Originally posted by Rage.Of.Olympus
Thank you, but I think we're getting in the weeds, I'm simply addressing this as a durability feat. Usually, event horizon = very bad, for black holes.In this particular issue, the Event Horizon is implied to be the danger zone. And Jon's black hole gun forced the event horizon to expel and repel matter. That implies that if the planet crossed the event horizon, it would be bad. Probably crushed. Or perhaps lost if we assume the black hole is big enough that the planet would cross intact, but then, is it a durability feat anymore?
What is the significance of crossing the event horizon if the black hole is in-fact small? Does it become even more intense?

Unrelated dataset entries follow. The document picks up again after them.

//! # SoftSell Lead Command Group
//!
//! File: cli/src/commands/lead/mod.rs
//!
//! ## Overview
//!
//! Command-line access to the lead form:
//!
//! ```bash
//! # Validate only; exits non-zero and lists problems when invalid
//! softsell lead check --name Ada --email ada@example.org --message "2 Office seats"
//!
//! # Validate and hand off to the configured intake sink
//! softsell lead submit --name Ada --email ada@example.org --message "2 Office seats"
//!
//! # Same, but drop the lead into a specific outbox directory
//! softsell lead submit --outbox ./outbox --name Ada --email ada@example.org --message "..."
//! ```
//!
use crate::common::lead::{FieldErrors, LeadFields};
use crate::core::config::Config;
use crate::core::error::Result;
use clap::{Args, Parser, Subcommand};

/// Implements `softsell lead check`.
mod check;
/// Implements `softsell lead submit`.
mod submit;

#[derive(Parser, Debug)]
pub struct LeadArgs {
    #[command(subcommand)]
    command: LeadCommand,
}

#[derive(Subcommand, Debug)]
enum LeadCommand {
    /// Validate lead details without submitting them.
    Check(check::CheckArgs),
    /// Validate lead details and submit them to the intake sink.
    Submit(submit::SubmitArgs),
}

/// Form fields shared by `check` and `submit`. Missing flags count as empty.
#[derive(Args, Debug, Clone, Default)]
pub struct LeadFieldArgs {
    /// Contact name.
    #[arg(long, default_value = "")]
    pub name: String,
    /// Contact email address.
    #[arg(long, default_value = "")]
    pub email: String,
    /// Company name (optional).
    #[arg(long, default_value = "")]
    pub company: String,
    /// License details: product, seat count, remaining term.
    #[arg(long, short, default_value = "")]
    pub message: String,
}

impl From<LeadFieldArgs> for LeadFields {
    fn from(args: LeadFieldArgs) -> Self {
        LeadFields {
            name: args.name,
            email: args.email,
            company: args.company,
            message: args.message,
        }
    }
}

/// Prints one line per invalid field to stderr.
fn print_field_errors(errors: &FieldErrors) {
    for (field, message) in errors.iter() {
        eprintln!("  - {}: {}", field, message);
    }
}

/// Dispatches `softsell lead <subcommand>`.
pub async fn handle_lead(args: LeadArgs, config: &Config) -> Result<()> {
    match args.command {
        LeadCommand::Check(args) => check::handle_check(args)?,
        LeadCommand::Submit(args) => submit::handle_submit(args, config).await?,
    }
    Ok(())
}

Locally (i.e. at short enough distances), the event horizon doesn't affect an object in any way. If we assume that the falling observer is in a box so that he cannot see the outside world, i.e. he can only make local observations within the box, he wouldn't even notice when he crosses the horizon. He'd be in free-fall and thus his space-time would be locally
Minkowskian just as if he was sitting in an empty space, in accordance with Einstein's
equivalence principle.
https://en.wikipedia.org/wiki/Local_reference_frameThe event horizon signifies a boundary beyond which there is no return. Once an object has crossed it, the space-time has become so "warped" that all of the object's possible futures (i.e. its every possible future world-line) end up in the singularity.